EXERCISE DIRECTIONS =>
Identify all lines of the data containing the string "replaced" and copy them.

(Stored data entries)
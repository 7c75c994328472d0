//! Request signing for the openQA API.
//!
//! openQA authenticates write requests with three headers: the API key, the
//! current unix time, and a hex HMAC-SHA1 over the request path and that time,
//! keyed with the API secret.

use hmac::{Hmac, Mac};
use sha1::Sha1;

/// Header carrying the API key.
pub const API_KEY_HEADER: &str = "X-API-Key";
/// Header carrying the signing timestamp (unix seconds).
pub const API_MICROTIME_HEADER: &str = "X-API-Microtime";
/// Header carrying the hex HMAC-SHA1 signature.
pub const API_HASH_HEADER: &str = "X-API-Hash";

type HmacSha1 = Hmac<Sha1>;

/// An API key and secret pair.
#[derive(Clone, PartialEq, Eq)]
pub struct Credentials {
    key: String,
    secret: String,
}

impl Credentials {
    /// Create a credential pair.
    ///
    /// Returns `None` if either half is empty, since openQA treats a
    /// half-configured pair as anonymous.
    pub fn new(key: impl Into<String>, secret: impl Into<String>) -> Option<Self> {
        let key = key.into();
        let secret = secret.into();
        if key.is_empty() || secret.is_empty() {
            return None;
        }
        Some(Self { key, secret })
    }

    /// The API key.
    pub fn key(&self) -> &str {
        &self.key
    }

    /// Sign `url` at `timestamp` with this pair's secret.
    pub fn sign(&self, url: &str, timestamp: u64) -> String {
        sign(&self.secret, url_path(url), timestamp)
    }
}

impl std::fmt::Debug for Credentials {
    fn fmt(&self, f: &mut std::fmt::Formatter<'_>) -> std::fmt::Result {
        f.debug_struct("Credentials")
            .field("key", &self.key)
            .field("secret", &"<redacted>")
            .finish()
    }
}

/// Compute `hex(HMAC_SHA1(key = secret, message = path + timestamp))`.
pub fn sign(secret: &str, path: &str, timestamp: u64) -> String {
    let mut mac =
        HmacSha1::new_from_slice(secret.as_bytes()).expect("HMAC accepts keys of any length");
    mac.update(path.as_bytes());
    mac.update(timestamp.to_string().as_bytes());
    hex::encode(mac.finalize().into_bytes())
}

/// Strip the scheme and host from `url`, keeping the path and query.
///
/// A URL without any path component is returned unchanged.
pub fn url_path(url: &str) -> &str {
    let rest = url
        .strip_prefix("https://")
        .or_else(|| url.strip_prefix("http://"))
        .unwrap_or(url);
    match rest.find('/') {
        Some(i) if i > 0 => &rest[i..],
        _ => rest,
    }
}

/// Seconds since the unix epoch, taken fresh for every signed request.
pub(crate) fn unix_timestamp() -> u64 {
    std::time::SystemTime::now()
        .duration_since(std::time::UNIX_EPOCH)
        .map(|d| d.as_secs())
        .unwrap_or(0)
}
//! Job operations and clone resolution.
//!
//! A job that gets restarted in openQA is not modified; a new job is created
//! and the old one records it as its `clone_id`. The `*_follow` operations
//! walk that chain to the newest job.

use crate::client::{Instance, merge_params};
use crate::envelope::{self, Envelope};
use crate::error::{ClientError, Result};
use crate::types::{Comment, Job, JobStatus};
use std::collections::BTreeMap;

/// Extra query parameters for job listings, e.g. `arch`, `distri`, `flavor`,
/// `machine`, `version`, `build`. Comma separated values become arrays.
pub type JobQuery = BTreeMap<String, String>;

impl Instance {
    /// Query the job overview.
    ///
    /// `test` is added as the `test` parameter when non-empty. The overview
    /// only carries job id and name, use [`Instance::get_jobs`] for details.
    ///
    /// # Example
    ///
    /// ```no_run
    /// # use openqa_client::{Instance, JobQuery};
    /// # async fn example() -> Result<(), Box<dyn std::error::Error>> {
    /// # let instance = Instance::o3()?;
    /// let mut params = JobQuery::new();
    /// params.insert("distri".to_string(), "opensuse".to_string());
    /// params.insert("arch".to_string(), "x86_64,aarch64".to_string());
    /// let jobs = instance.get_overview("", &params).await?;
    /// # Ok(())
    /// # }
    /// ```
    pub async fn get_overview(&self, test: &str, params: &JobQuery) -> Result<Vec<Job>> {
        let params = with_test(test, params);
        let mut url = self.url("jobs/overview");
        if !params.is_empty() {
            url = format!("{}?{}", url, merge_params(&params));
        }
        self.fetch_jobs(&url, envelope::JOB_OVERVIEW).await
    }

    /// Get the latest job of a test suite per job group.
    ///
    /// Of all returned jobs only the one with the highest ID per `group_id`
    /// is kept. The result is ordered by group.
    pub async fn get_latest_jobs(&self, test: &str, params: &JobQuery) -> Result<Vec<Job>> {
        let params = with_test(test, params);
        let mut url = self.url("jobs");
        if !params.is_empty() {
            url = format!("{}?{}", url, merge_params(&params));
        }
        let jobs = self.fetch_jobs(&url, envelope::JOBS).await?;
        Ok(latest_per_group(jobs))
    }

    /// Fetch a single job.
    #[tracing::instrument(level = "debug", skip(self))]
    pub async fn get_job(&self, id: i64) -> Result<Job> {
        let body = self.get(&self.url(&format!("jobs/{}", id))).await?;
        let mut job: Job = envelope::JOB.decode_one(&body)?;
        job.attach(self);
        Ok(job)
    }

    /// Fetch several jobs with one request.
    ///
    /// An empty `ids` slice returns immediately without touching the network.
    pub async fn get_jobs(&self, ids: &[i64]) -> Result<Vec<Job>> {
        if ids.is_empty() {
            return Ok(Vec::new());
        }
        let query = ids
            .iter()
            .map(|id| format!("ids={}", id))
            .collect::<Vec<_>>()
            .join("&");
        let url = format!("{}?{}", self.url("jobs"), query);
        self.fetch_jobs(&url, envelope::JOBS).await
    }

    /// Fetch a job and follow its clones to the newest one.
    ///
    /// At most [`Instance::max_recursion_depth`] jobs are fetched; a chain
    /// that is still cloned after that fails with
    /// [`ClientError::RecursionLimit`]. A job naming itself as its clone is
    /// not followed.
    ///
    /// # Example
    ///
    /// ```no_run
    /// # use openqa_client::Instance;
    /// # async fn example() -> Result<(), Box<dyn std::error::Error>> {
    /// # let instance = Instance::o3()?;
    /// let job = instance.get_job_follow(42).await?;
    /// if job.id != 42 {
    ///     println!("job 42 was restarted as {}", job.id);
    /// }
    /// # Ok(())
    /// # }
    /// ```
    #[tracing::instrument(level = "debug", skip(self))]
    pub async fn get_job_follow(&self, id: i64) -> Result<Job> {
        let mut current = id;
        for depth in 0..self.max_recursion_depth() {
            let job = self.get_job(current).await?;
            match job.clone_id {
                Some(clone) if job.is_cloned() => {
                    tracing::debug!(job = current, clone, depth, "Following clone");
                    current = clone;
                }
                _ => return Ok(job),
            }
        }
        tracing::warn!(
            requested = id,
            last = current,
            depth = self.max_recursion_depth(),
            "Clone chain exceeds recursion limit"
        );
        Err(ClientError::RecursionLimit {
            depth: self.max_recursion_depth(),
        })
    }

    /// Fetch several jobs, replacing each cloned one by its newest clone.
    ///
    /// The output keeps the order of `ids`. Each cloned job is resolved on its
    /// own, since a batch answer cannot tell which clone belongs to which
    /// original once chains fork. Any failure aborts the whole call.
    pub async fn get_jobs_follow(&self, ids: &[i64]) -> Result<Vec<Job>> {
        let mut jobs = self.get_jobs(ids).await?;
        self.follow_in_place(&mut jobs).await?;
        Ok(jobs)
    }

    /// Delete a job.
    pub async fn delete_job(&self, id: i64) -> Result<()> {
        let body = self.delete(&self.url(&format!("jobs/{}", id))).await?;
        self.trace_body("delete_job", &body);
        Ok(())
    }

    /// Fetch only state, result and blocker of a job via the experimental
    /// status endpoint.
    pub async fn get_job_state(&self, id: i64) -> Result<JobStatus> {
        let url = self.url(&format!("/experimental/jobs/{}/status", id));
        let body = self.get(&url).await?;
        envelope::JOB_STATUS.decode_one(&body)
    }

    /// Fetch the comments of a job.
    pub async fn get_comments(&self, job_id: i64) -> Result<Vec<Comment>> {
        let body = self
            .get(&self.url(&format!("jobs/{}/comments", job_id)))
            .await?;
        self.trace_body("get_comments", &body);
        envelope::COMMENTS.decode_many(&body)
    }

    async fn fetch_jobs(&self, url: &str, envelope: Envelope) -> Result<Vec<Job>> {
        let body = self.get(url).await?;
        let mut jobs: Vec<Job> = envelope.decode_many(&body)?;
        for job in &mut jobs {
            job.attach(self);
        }
        Ok(jobs)
    }

    /// Replace every cloned job in `jobs` by its resolved clone, in place.
    async fn follow_in_place(&self, jobs: &mut [Job]) -> Result<()> {
        for slot in jobs.iter_mut() {
            if slot.is_cloned() {
                *slot = self.get_job_follow(slot.id).await?;
            }
        }
        Ok(())
    }
}

impl Job {
    /// Fetch the given jobs through the instance this job came from.
    ///
    /// Meant for IDs taken from [`Job::children`] or [`Job::parents`]. With
    /// `follow`, cloned jobs are replaced by their newest clone.
    ///
    /// # Errors
    ///
    /// Returns [`ClientError::Configuration`] if the job was not fetched
    /// through an [`Instance`].
    pub async fn fetch_children(&self, ids: &[i64], follow: bool) -> Result<Vec<Job>> {
        let instance = self.instance.as_ref().ok_or_else(|| {
            ClientError::Configuration(format!("job {} is not attached to an instance", self.id))
        })?;
        let mut children = instance.get_jobs(ids).await?;
        if follow {
            instance.follow_in_place(&mut children).await?;
        }
        Ok(children)
    }

    /// Fetch all chained, directly chained and parallel children.
    pub async fn fetch_all_children(&self, follow: bool) -> Result<Vec<Job>> {
        self.fetch_children(&self.children.all(), follow).await
    }
}

fn with_test(test: &str, params: &JobQuery) -> JobQuery {
    let mut params = params.clone();
    if !test.is_empty() {
        params.insert("test".to_string(), test.to_string());
    }
    params
}

/// Keep the highest-ID job per group.
fn latest_per_group(jobs: Vec<Job>) -> Vec<Job> {
    let mut latest: BTreeMap<Option<i64>, Job> = BTreeMap::new();
    for job in jobs {
        match latest.get(&job.group_id) {
            Some(kept) if kept.id >= job.id => {}
            _ => {
                latest.insert(job.group_id, job);
            }
        }
    }
    latest.into_values().collect()
}
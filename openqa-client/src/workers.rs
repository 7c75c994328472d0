//! Worker operations.

use crate::client::Instance;
use crate::envelope;
use crate::error::Result;
use crate::types::Worker;

impl Instance {
    /// List all registered workers.
    pub async fn get_workers(&self) -> Result<Vec<Worker>> {
        let body = self.get(&self.url("workers")).await?;
        envelope::WORKERS.decode_many(&body)
    }
}
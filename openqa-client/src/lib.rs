//! Rust client for the openQA REST API.
//!
//! This crate wraps the `/api/v1` endpoints of an openQA instance and decodes
//! their responses into typed entities.
//!
//! # Features
//!
//! - Signed requests (`X-API-Key`, `X-API-Microtime`, `X-API-Hash`)
//! - One request in flight per instance by default
//! - Jobs, including following restarted jobs through their clone chain
//! - Job groups, parent groups, job templates and scheduling YAML
//! - Machines and products, with settings mapped from openQA's list form
//! - Workers and job comments
//!
//! # Example
//!
//! ```no_run
//! use openqa_client::Instance;
//!
//! # async fn example() -> Result<(), Box<dyn std::error::Error>> {
//! let instance = Instance::o3()?;
//!
//! // Get a job, or whatever job replaced it
//! let job = instance.get_job_follow(3_000_000).await?;
//! println!("{} -> {}", job, job.link);
//!
//! // Its children, also resolved to their latest clones
//! for child in job.fetch_all_children(true).await? {
//!     println!("  {}", child);
//! }
//! # Ok(())
//! # }
//! ```
//!
//! # Authentication
//!
//! Reading is anonymous. Writes need an API key and secret:
//!
//! ```no_run
//! # use openqa_client::Instance;
//! # fn example() -> Result<(), Box<dyn std::error::Error>> {
//! let instance = Instance::new("http://localhost:9526")?
//!     .with_credentials(std::env::var("OPENQA_API_KEY")?, std::env::var("OPENQA_API_SECRET")?);
//! # Ok(())
//! # }
//! ```
//!
//! Or take everything from the environment with
//! [`InstanceConfig::from_env`].
//!
//! # Concurrency
//!
//! Requests through one [`Instance`] (and its clones) are serialized: a
//! request waits until the previous one has fully completed. Use
//! [`Instance::with_allow_parallel`] to lift that when the server copes.
//! Nothing is retried and there are no timeouts; wrap calls in
//! `tokio::time::timeout` if you need one.
//!
//! # Error Handling
//!
//! All operations return `Result<T, ClientError>`:
//!
//! ```no_run
//! # use openqa_client::{Instance, ClientError};
//! # async fn example() -> Result<(), ClientError> {
//! # let instance = Instance::o3()?;
//! match instance.get_job(42).await {
//!     Ok(job) => println!("Found: {}", job),
//!     Err(ClientError::Status { status: 404, .. }) => println!("No such job"),
//!     Err(e) => println!("Error: {}", e),
//! }
//! # Ok(())
//! # }
//! ```

pub mod auth;
mod client;
mod config;
mod envelope;
mod error;
mod job_groups;
mod jobs;
mod machines;
mod products;
pub mod settings;
mod templates;
mod types;
mod workers;

pub use client::{DEFAULT_MAX_RECURSIONS, Instance, O3_URL, default_user_agent};
pub use config::{InstanceConfig, OSD_URL, resolve_remote};
pub use error::{ClientError, Result};
pub use jobs::JobQuery;
pub use settings::Settings;
pub use types::{
    Comment, Job, JobDependencies, JobGroup, JobSettings, JobState, JobStatus, JobTemplate,
    Machine, Product, Worker, extract_job_ids,
};
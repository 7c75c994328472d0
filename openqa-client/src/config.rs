//! Instance configuration.

use crate::client::{DEFAULT_MAX_RECURSIONS, O3_URL};
use serde::{Deserialize, Serialize};
use std::env;

/// Base URL of the SUSE internal openQA instance.
pub const OSD_URL: &str = "http://openqa.suse.de";

/// Configuration for an [`Instance`](crate::Instance).
///
/// Deserializable from any serde format, so it can live in a config file
/// next to other settings of the calling application.
#[derive(Debug, Clone, PartialEq, Eq, Serialize, Deserialize)]
#[serde(default)]
pub struct InstanceConfig {
    /// Base URL, or one of the aliases `o3`, `ooo`, `osd`.
    pub remote: String,
    pub api_key: Option<String>,
    pub api_secret: Option<String>,
    /// Capture bodies of failed responses.
    pub verbose: bool,
    /// Maximum fetches when following a clone chain.
    pub max_recursions: usize,
    /// Override the default `User-Agent`.
    pub user_agent: Option<String>,
    /// Allow concurrent requests through one instance.
    pub allow_parallel: bool,
}

impl Default for InstanceConfig {
    fn default() -> Self {
        Self {
            remote: O3_URL.to_string(),
            api_key: None,
            api_secret: None,
            verbose: false,
            max_recursions: DEFAULT_MAX_RECURSIONS,
            user_agent: None,
            allow_parallel: false,
        }
    }
}

impl InstanceConfig {
    /// Create configuration from environment variables.
    ///
    /// Environment variables:
    /// - `OPENQA_REMOTE`: base URL or alias
    /// - `OPENQA_API_KEY`, `OPENQA_API_SECRET`: credentials
    /// - `OPENQA_VERBOSE`: "true" or "1" to enable
    /// - `OPENQA_MAX_RECURSIONS`: clone-follow bound
    /// - `OPENQA_USER_AGENT`: custom user agent
    /// - `OPENQA_ALLOW_PARALLEL`: "true" or "1" to enable
    ///
    /// Unset or unparsable variables keep their defaults.
    pub fn from_env() -> Self {
        let defaults = Self::default();

        Self {
            remote: env::var("OPENQA_REMOTE").unwrap_or(defaults.remote),
            api_key: env::var("OPENQA_API_KEY").ok().filter(|s| !s.is_empty()),
            api_secret: env::var("OPENQA_API_SECRET").ok().filter(|s| !s.is_empty()),
            verbose: env::var("OPENQA_VERBOSE")
                .map(|s| parse_flag(&s))
                .unwrap_or(defaults.verbose),
            max_recursions: env::var("OPENQA_MAX_RECURSIONS")
                .ok()
                .and_then(|s| s.parse().ok())
                .unwrap_or(defaults.max_recursions),
            user_agent: env::var("OPENQA_USER_AGENT").ok(),
            allow_parallel: env::var("OPENQA_ALLOW_PARALLEL")
                .map(|s| parse_flag(&s))
                .unwrap_or(defaults.allow_parallel),
        }
    }

    /// The remote with aliases expanded.
    pub fn resolved_remote(&self) -> String {
        resolve_remote(&self.remote)
    }
}

fn parse_flag(s: &str) -> bool {
    s.eq_ignore_ascii_case("true") || s == "1"
}

/// Expand well-known instance aliases. URLs with a scheme pass through.
pub fn resolve_remote(remote: &str) -> String {
    if remote.starts_with("http://") || remote.starts_with("https://") {
        return remote.to_string();
    }
    match remote {
        "" | "o3" | "ooo" => O3_URL.to_string(),
        "osd" => OSD_URL.to_string(),
        other => other.to_string(),
    }
}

WORKED SOLUTION =>
    /// `follow`, cloned jobs are replaced by their newest clone.
//! // Get a job, or whatever job replaced it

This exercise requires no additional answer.